Listed and unlisted companies with a net worth of over Rs 1,000 crore, those in the elite Sensex and Nifty club and those listed on overseas stock exchanges, will have to prepare their balance sheets as per international accounting standards for the financial year beginning April 1, 2011.
The ministry of corporate affairs had in 2008 said all Indian Accounting Standards must converge with the International Financial Reporting Standard (IFRS) by 2011. The convergence is expected to increase the credibility of Indian companies globally. Besides other things, the IFRS requires marking assets to market value that is expected to adversely impact the financial statements of many companies initially.
In the road map laid down by a core group set up by the ministry, the adoption of international accounting standards will happen in a phased manner. Initially, companies with a net worth of over Rs 1,000 crore will be asked to converge with the IFRS in the year beginning April 1, 2011.
In the second phase, both listed and unlisted companies with a net worth over Rs 500 crore but less than Rs 1,000 crore will have to converge with the international accounting standards from the financial year beginning April 1, 2013.
The third and final phase will see all listed companies with a net worth of Rs 500 crore and less convert their opening balance sheet in compliance with IFRS from the financial year beginning April 1, 2014.
However, SMEs and unlisted companies having net worth of less than Rs 500 crore have been exempted from IFRS compliance. For banking and insurance companies, the core group will submit a report separately by February 28 this year.
The government had set up the core group last July. It comprised secretary MCA besides representatives from all regulatory bodies, the RBI, Sebi, IRDA, ICAI, National Advisory Committee on Accounting Standards and industry representatives.
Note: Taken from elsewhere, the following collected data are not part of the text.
mod storage;

use std::cell::RefCell;
use std::rc::Rc;

use chrono::NaiveDate;
use gloo::events::EventListener;
use planner_core::app_state::PlannerState;
use planner_core::datastore::TaskStore;
use planner_core::editor::TaskEditor;
use planner_core::filter::TimeWindow;
use planner_core::interaction::Grip;
use planner_core::task::{
  Category,
  TaskId
};
use yew::{
  Callback,
  Html,
  UseForceUpdateHandle,
  function_component,
  html,
  use_effect_with,
  use_force_update,
  use_mut_ref
};

use self::storage::{
  LocalStorage,
  load_filters,
  save_filters
};
use crate::components::{
  FiltersPanel,
  MonthGrid,
  TaskModal,
  Toolbar,
  VideoOverlay
};

type Planner = PlannerState<LocalStorage>;

fn today() -> NaiveDate {
  chrono::Local::now().date_naive()
}

/// Shared planner state plus the
/// trigger that re-renders after a
/// mutation.
#[derive(Clone)]
struct PlannerHandle {
  state:  Rc<RefCell<Planner>>,
  redraw: UseForceUpdateHandle
}

impl PlannerHandle {
  fn update(
    &self,
    event: &str,
    apply: impl FnOnce(&mut Planner)
  ) {
    {
      let mut state =
        self.state.borrow_mut();
      let filters_before =
        state.filters().clone();
      apply(&mut state);

      if *state.filters() != filters_before
      {
        save_filters(state.filters());
      }
      if let Some(err) =
        state.take_persist_error()
      {
        tracing::warn!(%event, error = %err, "task snapshot not saved");
      }
      tracing::trace!(
        %event,
        interaction = state.interaction().name(),
        "planner updated"
      );
    }
    self.redraw.force_update();
  }

  fn callback<T: 'static>(
    &self,
    event: &'static str,
    apply: impl Fn(&mut Planner, T) + 'static
  ) -> Callback<T> {
    let handle = self.clone();
    Callback::from(move |value: T| {
      handle.update(event, |state| {
        apply(state, value)
      });
    })
  }
}

#[function_component(App)]
pub fn app() -> Html {
  let state = use_mut_ref(|| {
    PlannerState::new(
      TaskStore::open(
        LocalStorage::default()
      ),
      load_filters(),
      today()
    )
  });
  let handle = PlannerHandle {
    state,
    redraw: use_force_update()
  };

  {
    let handle = handle.clone();
    use_effect_with((), move |_| {
      let listener = web_sys::window()
        .map(|window| {
          EventListener::new(
            &window,
            "mouseup",
            move |_| {
              handle.update(
                "pointer-up",
                |state| {
                  state.release();
                }
              );
            }
          )
        });
      tracing::debug!(
        attached = listener.is_some(),
        "window mouseup listener"
      );
      move || drop(listener)
    });
  }

  let today = today();
  let state = handle.state.borrow();
  let layout = state.layout(today);
  let filters = state.filters().clone();
  let editor = state.editor().cloned();
  let video = state.video().map(str::to_string);
  drop(state);

  let on_prev = handle.callback(
    "prev-month",
    |state, _: ()| state.prev_month()
  );
  let on_next = handle.callback(
    "next-month",
    |state, _: ()| state.next_month()
  );
  let on_today = handle.callback(
    "today",
    move |state, _: ()| {
      state.go_to_month(today)
    }
  );
  let on_new = handle.callback(
    "new-task",
    move |state, _: ()| {
      state.open_new_task(today)
    }
  );

  let on_toggle_category = handle
    .callback(
      "toggle-category",
      |state, category: Category| {
        state.toggle_category(category)
      }
    );
  let on_time_window = handle.callback(
    "time-window",
    |state, window: TimeWindow| {
      state.set_time_window(window)
    }
  );
  let on_search = handle.callback(
    "search",
    |state, text: String| {
      state.set_search(text)
    }
  );
  let on_clear_search = handle.callback(
    "clear-search",
    |state, _: ()| state.clear_search()
  );

  let on_cell_down = handle.callback(
    "cell-down",
    |state, day: NaiveDate| {
      state.press_cell(day);
    }
  );
  let on_cell_enter = handle.callback(
    "cell-enter",
    |state, day: NaiveDate| {
      state.hover_cell(day)
    }
  );
  let on_chip_down = handle.callback(
    "chip-down",
    |state,
     (id, grip, day): (
      TaskId,
      Grip,
      NaiveDate
    )| {
      state.press_task(&id, grip, day);
    }
  );
  let on_open_task = handle.callback(
    "open-task",
    |state, id: TaskId| {
      state.open_editor(&id);
    }
  );
  let on_play = handle.callback(
    "play-video",
    |state, url: String| {
      state.play_video(url)
    }
  );

  let on_editor_change = handle.callback(
    "editor-change",
    |state, next: TaskEditor| {
      if let Some(editor) =
        state.editor_mut()
      {
        *editor = next;
      }
    }
  );
  let on_submit = handle.callback(
    "editor-submit",
    |state, _: ()| {
      if let Some(Err(err)) =
        state.submit_editor()
      {
        tracing::debug!(error = %err, "editor kept open");
      }
    }
  );
  let on_delete = handle.callback(
    "editor-delete",
    |state, _: ()| {
      state.delete_from_editor();
    }
  );
  let on_cancel = handle.callback(
    "editor-cancel",
    |state, _: ()| state.close_editor()
  );
  let on_close_video = handle.callback(
    "close-video",
    |state, _: ()| state.close_video()
  );

  html! {
      <div class="planner">
          <Toolbar
              title={layout.title.clone()}
              {on_prev}
              {on_next}
              {on_today}
              {on_new}
          />
          <div class="planner-body">
              <FiltersPanel
                  {filters}
                  on_toggle_category={on_toggle_category}
                  on_time_window={on_time_window}
                  on_search={on_search}
                  on_clear_search={on_clear_search}
              />
              <MonthGrid
                  {layout}
                  {on_cell_down}
                  {on_cell_enter}
                  {on_chip_down}
                  {on_open_task}
                  {on_play}
              />
          </div>
          {
              match editor {
                  | Some(editor) => html! {
                      <TaskModal
                          {editor}
                          on_change={on_editor_change}
                          {on_submit}
                          {on_delete}
                          {on_cancel}
                      />
                  },
                  | None => html! {}
              }
          }
          {
              match video {
                  | Some(url) => html! {
                      <VideoOverlay {url} on_close={on_close_video} />
                  },
                  | None => html! {}
              }
          }
      </div>
  }
}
Further, two sub groups were created, and both have submitted their reports to the ministry. The recommendations have been accepted. It has been decided that the necessary changes required in the Companies Act and other legislations will be completed by March 31 this year so that they are applicable from the financial year starting April 1, 2010.
There are over 7.8 lakh active companies of which about 5,000 are listed and about 80,000 are public companies. The remaining 7 lakh companies are private limited companies. The government therefore has decided that all public interest companies should converge with the international accounting standards first. The definition of public interest is yet to be decided, the sources added.
While converging the Indian accounting standards with IFRS, certain taxation issues relating to fair valuation of fixed assets, computation of book profit under minimum alternate tax, taxes on business combinations etc may arise and the ?entities converging with IFRS have to be assured that they would not be subjected to adverse tax effect?. Further, the National Advisory Committee on Accounting Standard (NACAS), has still not issued notification relating to the accounting standards of financial instrument, which demand accounting and disclosure of MTM losses and gains.